Freshmen take part in Tate McRae raves in abandoned CaPS offices
If your evening strolls ever take you past E-Tower at dusk on Fridays, you may inexplicably be drawn to an ethereal siren song issuing from some secluded room on the first floor. I advise you, dear reader, to resist the temptation to investigate – for I have probed the depths of the CaPS offices and lived to tell the tale. I will give you one piece of advice: if you are ever brave enough to go back, it’s possible that you’ll never return.
As many know, the first floor of E-Tower is home to old counseling offices long left to rot after the curious happenings I now describe to you. Now, the building’s bottom floor is characterized by flashes of colored light that emanate from the first floor lounge and a faint aura of unease among all those unlucky enough to reside within. For those friendless freshmen seeking the ultimate “move” on a Friday night, the vaguely club like atmosphere with pulsating neon lights and distinctly un-thumping bass seems a promising source for checked-off Rice Purity Tests – but it is ultimately the mellifluous voice of one Canadian sweetheart that entices them to stay, often with unexpected results.

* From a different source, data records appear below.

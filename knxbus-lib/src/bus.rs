//! Transport-agnostic bus interface types shared by all transports.

use crate::cemi::CemiFrame;

/// KNX layer selected when opening a connection-oriented transport.
#[derive(Debug, Clone, Copy, PartialEq, Eq)]
#[repr(u8)]
pub enum Layer {
    /// Tunnelling on the data link layer (normal operation).
    LinkLayer = 0x02,
    /// Raw frames.
    Raw = 0x04,
    /// Busmonitor: receive-only feed of everything on the bus.
    Busmonitor = 0x80,
}

/// Events emitted by a transport on its event channel.
///
/// After `close` the channel yields `None`; no further events are
/// delivered.
#[derive(Debug)]
pub enum BusEvent {
    /// An accepted cEMI frame.
    Frame(CemiFrame),
    /// A contained, non-fatal error the caller should log.
    Error(String),
    /// ROUTING_LOST_MESSAGE notification (routing only).
    LostMessage { device_state: u8, lost: u16 },
    /// ROUTING_BUSY notification (routing only). `busy_counter` counts
    /// busy frames seen within the current decay window.
    Busy {
        wait_time: u16,
        control: u16,
        busy_counter: u8,
    },
    /// Bus reset indication (USB only).
    Reset,
    /// The connection was torn down, by either side.
    Disconnected,
}

pub(crate) const EVENT_CHANNEL_CAPACITY: usize = 64;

I am speaking, of course, of Tate McRae. As a reality show finalist who rose to fame through being played repeatedly on every single radio station known to mankind and CapCut edits made by zealous thirteen-year-olds, McRae has firmly cemented herself as the face of all pregame party music ever. The Heritage Foundation has described her hit song “Greedy” as pairing especially well with $10 blue raspberry vodka – a suggestion that it seems many a desperate freshman has taken to heart, as we will soon see.

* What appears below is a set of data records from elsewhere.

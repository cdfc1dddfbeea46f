//! KNX USB framing: HID reports wrapping the KNX USB Transfer Protocol,
//! which in turn carries EMI/cEMI frames.
//!
//! Outbound, a transfer frame is chopped into fixed 64-byte HID reports:
//!
//! ```text
//! report id (0x01) | seq:4 pkt-type:4 | body len | body ... zero padding
//! ```
//!
//! Inbound, reports are reassembled until the end bit is seen, yielding one
//! transfer frame:
//!
//! ```text
//! version (0x00) | header len (0x08) | body len (2) | protocol id |
//! EMI id / service id | manufacturer (2) | EMI message code + payload
//! ```

use bytes::{BufMut, Bytes, BytesMut};
use modular_bitfield::prelude::*;
use num_enum::{FromPrimitive, IntoPrimitive};

use crate::error::{KnxError, Result};

/// Fixed HID report size.
pub const REPORT_SIZE: usize = 64;

/// The only report id KNX USB interfaces use; others are ignored.
pub const REPORT_ID: u8 = 0x01;

/// Report body capacity: 64 minus report id, info and length octets.
pub const MAX_REPORT_BODY: usize = 61;

/// Packet-type bit: first report of a packet.
pub const PACKET_START: u8 = 0x01;
/// Packet-type bit: last report of a packet.
pub const PACKET_END: u8 = 0x02;
/// Packet-type bit: continuation report.
pub const PACKET_PARTIAL: u8 = 0x04;

/// Sequence counter and packet-type bits packed into one octet.
#[bitfield(bytes = 1)]
#[derive(Debug, Clone, Copy, PartialEq, Eq)]
pub struct ReportInfo {
    pub packet_type: B4,
    pub sequence: B4,
}

/// One HID report.
#[derive(Debug, Clone, PartialEq)]
pub struct HidReport {
    pub info: ReportInfo,
    pub body: Bytes,
}

impl HidReport {
    pub fn new(sequence: u8, packet_type: u8, body: Bytes) -> Self {
        debug_assert!(body.len() <= MAX_REPORT_BODY);
        Self {
            info: ReportInfo::new()
                .with_sequence(sequence & 0x0F)
                .with_packet_type(packet_type & 0x0F),
            body,
        }
    }

    /// Parse a report, returning `None` for foreign report ids or truncated
    /// data. HID gives us fixed-size reports; anything that does not look
    /// like a KNX report is simply not ours.
    pub fn parse(raw: &[u8]) -> Option<Self> {
        if raw.len() < 3 || raw[0] != REPORT_ID {
            return None;
        }
        let info = ReportInfo::from_bytes([raw[1]]);
        let len = (raw[2] as usize).min(raw.len() - 3).min(MAX_REPORT_BODY);
        Some(Self {
            info,
            body: Bytes::copy_from_slice(&raw[3..3 + len]),
        })
    }

    /// Serialize to the fixed 64-byte outbound report.
    pub fn to_bytes(&self) -> [u8; REPORT_SIZE] {
        let mut out = [0u8; REPORT_SIZE];
        out[0] = REPORT_ID;
        out[1] = self.info.into_bytes()[0];
        out[2] = self.body.len() as u8;
        out[3..3 + self.body.len()].copy_from_slice(&self.body);
        out
    }
}

/// Reassembles HID report bodies into transfer-frame packets.
///
/// A start report replaces any partial buffer; continuation reports append;
/// the end report delivers the assembled packet.
#[derive(Debug, Default)]
pub struct ReportAssembler {
    buffer: Vec<u8>,
}

impl ReportAssembler {
    pub fn new() -> Self {
        Self::default()
    }

    /// Feed raw report bytes; returns an assembled packet when complete.
    pub fn feed(&mut self, raw: &[u8]) -> Option<Bytes> {
        let report = HidReport::parse(raw)?;
        self.push(&report)
    }

    pub fn push(&mut self, report: &HidReport) -> Option<Bytes> {
        let packet_type = report.info.packet_type();
        if packet_type & PACKET_START != 0 {
            self.buffer.clear();
        }
        self.buffer.extend_from_slice(&report.body);
        if packet_type & PACKET_END != 0 {
            return Some(Bytes::from(std::mem::take(&mut self.buffer)));
        }
        None
    }
}

/// Protocol identifiers of the USB Transfer Protocol header.
#[derive(Debug, Clone, Copy, PartialEq, Eq, IntoPrimitive, FromPrimitive)]
#[repr(u8)]
pub enum ProtocolId {
    /// EMI frames tunnelled to the bus.
    KnxTunnel = 0x01,
    /// Bus-access-server feature service.
    BusAccessServer = 0x0F,

    #[num_enum(catch_all)]
    Unknown(u8),
}

/// EMI format identifiers.
#[derive(Debug, Clone, Copy, PartialEq, Eq, IntoPrimitive, FromPrimitive)]
#[repr(u8)]
pub enum EmiId {
    Emi1 = 0x01,
    Emi2 = 0x02,
    Cemi = 0x03,

    #[num_enum(catch_all)]
    Unknown(u8),
}

/// Bus-access-server feature identifiers and service codes.
pub mod feature {
    pub const SUPPORTED_EMI: u8 = 0x01;
    pub const HOST_DEVICE_DESCRIPTOR: u8 = 0x02;
    pub const BUS_CONNECTION_STATUS: u8 = 0x03;
    pub const KNX_MANUFACTURER: u8 = 0x04;
    pub const ACTIVE_EMI: u8 = 0x05;

    pub const SERVICE_GET: u8 = 0x01;
    pub const SERVICE_RESPONSE: u8 = 0x02;
    pub const SERVICE_SET: u8 = 0x03;
    pub const SERVICE_INFO: u8 = 0x04;
}

/// KNX USB Transfer Protocol frame.
///
/// For `BusAccessServer` frames the `emi_id` octet carries the feature
/// service code instead of an EMI format.
#[derive(Debug, Clone, PartialEq)]
pub struct TransferFrame {
    pub protocol: ProtocolId,
    pub emi_id: u8,
    pub manufacturer: u16,
    pub body: Bytes,
}

impl TransferFrame {
    pub const HEADER_SIZE: usize = 8;
    const VERSION: u8 = 0x00;

    /// Wrap cEMI bytes for transmission to the bus.
    pub fn cemi(cemi: &[u8]) -> Self {
        Self {
            protocol: ProtocolId::KnxTunnel,
            emi_id: EmiId::Cemi.into(),
            manufacturer: 0,
            body: Bytes::copy_from_slice(cemi),
        }
    }

    /// Feature-service set request, e.g. selecting the active EMI.
    pub fn feature_set(feature_id: u8, value: u8) -> Self {
        Self {
            protocol: ProtocolId::BusAccessServer,
            emi_id: feature::SERVICE_SET,
            manufacturer: 0,
            body: Bytes::copy_from_slice(&[feature_id, value]),
        }
    }

    /// Feature-service get request.
    pub fn feature_get(feature_id: u8) -> Self {
        Self {
            protocol: ProtocolId::BusAccessServer,
            emi_id: feature::SERVICE_GET,
            manufacturer: 0,
            body: Bytes::copy_from_slice(&[feature_id]),
        }
    }

    pub fn parse(data: &[u8]) -> Result<Self> {
        if data.len() < Self::HEADER_SIZE {
            return Err(KnxError::BadCemi("transfer frame header truncated"));
        }
        if data[0] != Self::VERSION || data[1] != Self::HEADER_SIZE as u8 {
            return Err(KnxError::BadCemi("unsupported transfer protocol header"));
        }
        let body_len = u16::from_be_bytes([data[2], data[3]]) as usize;
        if data.len() < Self::HEADER_SIZE + body_len {
            return Err(KnxError::BadCemi("transfer frame body truncated"));
        }
        Ok(Self {
            protocol: ProtocolId::from_primitive(data[4]),
            emi_id: data[5],
            manufacturer: u16::from_be_bytes([data[6], data[7]]),
            body: Bytes::copy_from_slice(&data[8..8 + body_len]),
        })
    }

    pub fn to_bytes(&self) -> Bytes {
        let mut buf = BytesMut::with_capacity(Self::HEADER_SIZE + self.body.len());
        buf.put_u8(Self::VERSION);
        buf.put_u8(Self::HEADER_SIZE as u8);
        buf.put_u16(self.body.len() as u16);
        buf.put_u8(self.protocol.into());
        buf.put_u8(self.emi_id);
        buf.put_u16(self.manufacturer);
        buf.put_slice(&self.body);
        buf.freeze()
    }

    /// First body octet: the EMI message code of a tunnelled frame.
    pub fn emi_message_code(&self) -> Option<u8> {
        self.body.first().copied()
    }

    /// Chop the serialized frame into HID reports ready for transmission.
    pub fn to_reports(&self) -> Vec<HidReport> {
        let packet = self.to_bytes();
        let chunks: Vec<&[u8]> = packet.chunks(MAX_REPORT_BODY).collect();
        let last = chunks.len() - 1;
        chunks
            .iter()
            .enumerate()
            .map(|(i, chunk)| {
                let mut packet_type = if i == 0 { PACKET_START } else { PACKET_PARTIAL };
                if i == last {
                    packet_type |= PACKET_END;
                }
                HidReport::new(((i + 1) & 0x0F) as u8, packet_type, Bytes::copy_from_slice(chunk))
            })
            .collect()
    }
}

McRae’s music, which anonymous student sources have described as “hard” and “do you know why her music genre is called shoegaze,” has led rise to a curious phenomenon that we at ReadMe have coined the “Tate McRave”: a gathering of wide-eyed and sometimes vomiting college freshmen crowding around a single speaker blasting McRae’s latest albums, swaying in a stupor and refusing to leave until the morning. We do not know how this situation reached Carnegie Mellon, but we are certain that it is here to stay, and that it has begun taking on a darker meaning than any of us could have thought possible. One student found alone and shaking within last Friday’s McRave was held and questioned by ReadMe as to their involvement in the event, but all they were able to say before suddenly passing out was:
“She should be allowed to win Best New Artist.”